Основные понятия
A framework for constructing lightweight, physics-based neural surrogates to model atmospheric transmission and enable accurate atmospheric correction of hyperspectral imagery.
Аннотация
The content presents a novel framework called DINSAT (Data-Driven Invertible Neural Surrogates of Atmospheric Transmission) for performing atmospheric correction on hyperspectral imagery. The key highlights are:
DINSAT leverages the concept of Neural Ordinary Differential Equations (Neural ODEs) to construct tunable, physics-based models of atmospheric transmission. This allows the framework to be both invertible and physically consistent.

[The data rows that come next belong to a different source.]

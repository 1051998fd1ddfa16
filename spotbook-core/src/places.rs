//! Places Client
//!
//! Lookups against the Google Places web service: details by id, nearby
//! search, text search and autocomplete.
//!
//! `OK` yields results, `ZERO_RESULTS` and `NOT_FOUND` yield nothing, and any
//! other status becomes [`DomainError::Places`].

use log::{debug, warn};
use reqwest::Client;
use serde::{de::DeserializeOwned, Deserialize};

use crate::config::PlacesConfig;
use crate::domain::{LatLng, OpeningHours, PlaceDetails, PlacePrediction, PlaceReview, PlaceSummary};
use crate::error::{DomainError, DomainResult};
use crate::http::ensure_success;

pub const DEFAULT_NEARBY_RADIUS_M: u32 = 100;
const AUTOCOMPLETE_RADIUS_M: u32 = 50_000;
const MAX_REVIEWS: usize = 3;
const PHOTO_MAX_WIDTH: u32 = 400;
const PHOTO_MAX_HEIGHT: u32 = 300;

const DETAIL_FIELDS: &str = "name,formatted_address,types,geometry,place_id,photos,reviews,\
rating,user_ratings_total,price_level,website,formatted_phone_number,opening_hours";

// ========================
// Wire Types
// ========================

#[derive(Deserialize)]
struct Envelope {
    status: String,
    #[serde(default)]
    error_message: Option<String>,
}

#[derive(Deserialize)]
struct DetailsResponse {
    result: Option<RawPlace>,
}

#[derive(Deserialize)]
struct SearchResponse {
    #[serde(default)]
    results: Vec<RawPlace>,
}

#[derive(Deserialize)]
struct AutocompleteResponse {
    #[serde(default)]
    predictions: Vec<RawPrediction>,
}

#[derive(Deserialize)]
struct Geometry {
    location: LatLng,
}

#[derive(Deserialize)]
struct Photo {
    photo_reference: String,
}

#[derive(Deserialize)]
struct RawPlace {
    #[serde(default)]
    name: String,
    formatted_address: Option<String>,
    /// Nearby search returns a short address here instead
    vicinity: Option<String>,
    #[serde(default)]
    types: Vec<String>,
    #[serde(default)]
    place_id: String,
    geometry: Option<Geometry>,
    #[serde(default)]
    photos: Vec<Photo>,
    rating: Option<f64>,
    user_ratings_total: Option<u32>,
    #[serde(default)]
    reviews: Vec<PlaceReview>,
    price_level: Option<u8>,
    website: Option<String>,
    formatted_phone_number: Option<String>,
    opening_hours: Option<RawOpeningHours>,
}

#[derive(Deserialize)]
struct RawOpeningHours {
    open_now: Option<bool>,
    #[serde(default)]
    weekday_text: Vec<String>,
}

#[derive(Deserialize)]
struct RawPrediction {
    description: String,
    place_id: String,
    structured_formatting: Option<StructuredFormatting>,
    #[serde(default)]
    types: Vec<String>,
}

#[derive(Deserialize)]
struct StructuredFormatting {
    main_text: Option<String>,
    secondary_text: Option<String>,
}

impl RawPlace {
    fn address(&mut self) -> String {
        self.formatted_address
            .take()
            .or_else(|| self.vicinity.take())
            .unwrap_or_default()
    }

    fn into_summary(mut self) -> PlaceSummary {
        PlaceSummary {
            address: self.address(),
            name: self.name,
            place_id: self.place_id,
            types: self.types,
            location: self.geometry.map(|g| g.location),
        }
    }
}

impl From<RawPrediction> for PlacePrediction {
    fn from(raw: RawPrediction) -> Self {
        let (main_text, secondary_text) = match raw.structured_formatting {
            Some(f) => (f.main_text, f.secondary_text),
            None => (None, None),
        };
        Self {
            description: raw.description,
            place_id: raw.place_id,
            main_text,
            secondary_text,
            types: raw.types,
        }
    }
}

// ========================
// Client
// ========================

#[derive(Clone)]
pub struct PlacesClient {
    http: Client,
    config: PlacesConfig,
}

impl PlacesClient {
    pub fn new(config: PlacesConfig) -> Self {
        Self {
            http: Client::new(),
            config,
        }
    }

    pub fn config(&self) -> &PlacesConfig {
        &self.config
    }

    /// Full details for one place. An empty id answers `None` without a request.
    pub async fn place_details(&self, place_id: &str) -> DomainResult<Option<PlaceDetails>> {
        if place_id.is_empty() {
            return Ok(None);
        }
        let response: Option<DetailsResponse> = self
            .get("details", &[("place_id", place_id.to_string()), ("fields", DETAIL_FIELDS.to_string())])
            .await?;
        Ok(response
            .and_then(|r| r.result)
            .map(|place| self.details_from(place)))
    }

    /// Establishments around a point
    pub async fn search_nearby(&self, lat: f64, lng: f64, radius_m: Option<u32>) -> DomainResult<Vec<PlaceSummary>> {
        let radius = radius_m.unwrap_or(DEFAULT_NEARBY_RADIUS_M);
        let response: Option<SearchResponse> = self
            .get(
                "nearbysearch",
                &[
                    ("location", format!("{lat},{lng}")),
                    ("radius", radius.to_string()),
                    ("type", "establishment".to_string()),
                ],
            )
            .await?;
        Ok(response
            .map(|r| r.results.into_iter().map(RawPlace::into_summary).collect())
            .unwrap_or_default())
    }

    /// Best match for a free-text query
    pub async fn text_search(&self, query: &str) -> DomainResult<Option<PlaceSummary>> {
        let response: Option<SearchResponse> = self
            .get("textsearch", &[("query", query.to_string())])
            .await?;
        Ok(response
            .and_then(|r| r.results.into_iter().next())
            .map(RawPlace::into_summary))
    }

    /// Suggestions for partial input, biased towards `location` when given
    pub async fn autocomplete(&self, input: &str, location: Option<LatLng>) -> DomainResult<Vec<PlacePrediction>> {
        let mut params = vec![
            ("input", input.to_string()),
            ("types", "establishment|geocode".to_string()),
        ];
        if let Some(at) = location {
            params.push(("location", format!("{},{}", at.lat, at.lng)));
            params.push(("radius", AUTOCOMPLETE_RADIUS_M.to_string()));
        }
        let response: Option<AutocompleteResponse> = self.get("autocomplete", &params).await?;
        Ok(response
            .map(|r| r.predictions.into_iter().map(PlacePrediction::from).collect())
            .unwrap_or_default())
    }

    pub fn photo_url(&self, photo_reference: &str) -> String {
        format!(
            "{}/photo?maxwidth={PHOTO_MAX_WIDTH}&maxheight={PHOTO_MAX_HEIGHT}&photo_reference={photo_reference}&key={}",
            self.config.base_url, self.config.api_key
        )
    }

    fn details_from(&self, mut place: RawPlace) -> PlaceDetails {
        let mut reviews = std::mem::take(&mut place.reviews);
        reviews.truncate(MAX_REVIEWS);
        PlaceDetails {
            address: place.address(),
            photo_url: place.photos.first().map(|p| self.photo_url(&p.photo_reference)),
            name: place.name,
            types: place.types,
            place_id: place.place_id,
            rating: place.rating,
            user_ratings_total: place.user_ratings_total,
            reviews,
            price_level: place.price_level,
            website: place.website,
            phone: place.formatted_phone_number,
            opening_hours: place.opening_hours.map(|h| OpeningHours {
                open_now: h.open_now,
                weekday_text: h.weekday_text,
            }),
            location: place.geometry.map(|g| g.location),
        }
    }

    /// Calls `{base}/{endpoint}/json`. `None` when the service found nothing.
    async fn get<R: DeserializeOwned>(&self, endpoint: &str, params: &[(&str, String)]) -> DomainResult<Option<R>> {
        debug!("places: {endpoint}");
        let response = self
            .http
            .get(format!("{}/{endpoint}/json", self.config.base_url))
            .query(params)
            .query(&[("key", &self.config.api_key)])
            .send()
            .await?;
        let body: serde_json::Value = ensure_success(response).await?.json().await?;

        let envelope = Envelope::deserialize(&body)?;
        match envelope.status.as_str() {
            "OK" => Ok(Some(R::deserialize(&body)?)),
            "ZERO_RESULTS" | "NOT_FOUND" => Ok(None),
            _ => {
                let message = envelope.error_message.unwrap_or_default();
                warn!("places: {endpoint} failed with {}: {message}", envelope.status);
                Err(DomainError::Places {
                    status: envelope.status,
                    message,
                })
            }
        }
    }
}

The authors demonstrate DINSAT in two settings: supervised learning with known ground-truth reflectance data, and unsupervised learning using only at-sensor radiance measurements. In both cases, DINSAT is able to accurately estimate surface reflectance and reconstruct at-sensor radiance.
Compared to standard atmospheric correction methods like QUAC and FLAASH, DINSAT requires less metadata (e.g. lighting, geometry, temperature) and can generalize better to out-of-distribution data.
The framework is designed to be extensible, allowing for the inclusion of more complex physical effects like adjacency, stochastic processes, and time-varying atmospheric profiles.
Overall, DINSAT provides a flexible and powerful approach for performing atmospheric correction on hyperspectral imagery, with potential applications in remote sensing, Earth observation, and other domains involving radiative transfer modeling.
Статистика
The content does not provide specific numerical data or metrics, but rather focuses on the high-level methodology and demonstration of the DINSAT framework.
Цитаты
"DINSAT is a modeling framework for inferring atmospheric transmission profiles suitable for atmospheric correction and transmission modeling tasks."
"We seek to construct minimally-parameterized models for atmospheric correction that are (i) invertible, (ii) physically consistent, (iii) robust to out-of-distribution data, and (iv) have minimal data (at-sensor radiance) and meta-data (lighting, geometry, temperature, etc.) requirements for training."
"The ODESolve(·) can be made differentiable through backpropagating through the elementary operations of the solver (e.g. differentiable programming) or via an adjoint state method [1]."